The currents of this simulation had so far swept Sean to places that thrilled him, and he’d been content to just let it carry him. He liked being Tommy Greyling, walking tall and charging into a brawl. However, he was becoming increasingly aware of a romantic direction for this memory, and aware that it was Natalya on the other side of it. He was attracted to her, and he thought maybe their experience here in the Animus would help her look past the wheelchair once they left the simulation, but thinking about that also made it a bit more of a challenge to relax into the flow of the memory.
They entered the park, and Miss Patti said, “There’s a place like this near my home in London. I sometimes walk there late at night.”
“Why late at night?” Tommy asked.
“The silence,” she said. “No audience. No social gathering. Not even my own voice.”
“I’ll try not to disturb the silence, then,” Tommy said.

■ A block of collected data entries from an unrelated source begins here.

// src/engine/controller.rs
//
// Pool Controller: the lifecycle of a run and the external control surface.
//
// State machine:
//   Idle|Stopped -> Running       start()
//   Running <-> Paused            pause() / resume()
//   Running|Paused -> Draining    stop(): queue closed, unclaimed tasks Cancelled
//   Draining -> Stopped           every submitted task has a result, or grace expired
//   Running|Paused -> Idle        feed exhausted and every submitted task has a result
//
// Lock order: controller.current -> Run.core -> queue / statistics.
// Nothing takes Run.core while holding the queue or statistics locks.

use crate::config::PoolConfig;
use crate::engine::common::run_with_panic_policy;
use crate::engine::converter::Converter;
use crate::engine::events::{EventSink, NullSink};
use crate::engine::pool::{build_thread_pool, run_producer, run_worker, PRODUCER_THREAD_NAME};
use crate::engine::queue::TaskQueue;
use crate::engine::retire::SourceRetirer;
use crate::engine::stats::{Statistics, StatsSnapshot};
use crate::error::BatchError;
use crate::task::{FailureKind, Task, TaskResult};
use parking_lot::{Condvar, Mutex, MutexGuard};
use rayon::ThreadPool;
use serde::Serialize;
use std::fmt;
use std::sync::atomic::{AtomicU64, Ordering};
use std::sync::Arc;
use std::time::{Duration, Instant};
use tracing::{debug, error, info, trace, warn};

#[derive(Clone, Copy, Debug, PartialEq, Eq, Hash, Serialize)]
pub enum PoolState {
    Idle,
    Running,
    Paused,
    Draining,
    Stopped,
}

impl PoolState {
    pub fn as_str(&self) -> &'static str {
        match self {
            PoolState::Idle => "Idle",
            PoolState::Running => "Running",
            PoolState::Paused => "Paused",
            PoolState::Draining => "Draining",
            PoolState::Stopped => "Stopped",
        }
    }

    /// Idle or Stopped: no run is making progress
    pub fn is_settled(&self) -> bool {
        matches!(self, PoolState::Idle | PoolState::Stopped)
    }
}

impl fmt::Display for PoolState {
    fn fmt(&self, f: &mut fmt::Formatter<'_>) -> fmt::Result {
        f.write_str(self.as_str())
    }
}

“You are not a disturbance.”
Yet, for the next few moments, neither of them spoke. They simply strolled along one of the park’s paths, the oak and birch and sycamore trees perfectly still, as though the night’s warmth had cured and set the air. The stars above them had to contend with the light from the hotel and the streetlamps to be seen. Not far from here stood Tommy’s brother’s house. At one point, he mentioned that, and then they talked about their families and their childhoods, which were very different from each other. She’d been born in Spain to Italian parents, who had then come to New York when she was a small girl. He’d been born in Brooklyn, his grandparents having come from Germany shortly after their marriage. The two of them strolled for hours, through the night, walking the same paths over and over again.
As the first blush of dawn appeared over the trees and buildings to the east of the park, Miss Patti announced she was feeling tired and sat down on a park bench. She laid her palm over the place next to her. “Come. Sit with me.”
Tommy nodded and sat, resting the leather case on the ground. “Forgive me if this is a rude question, but do you always earn that much for a performance?”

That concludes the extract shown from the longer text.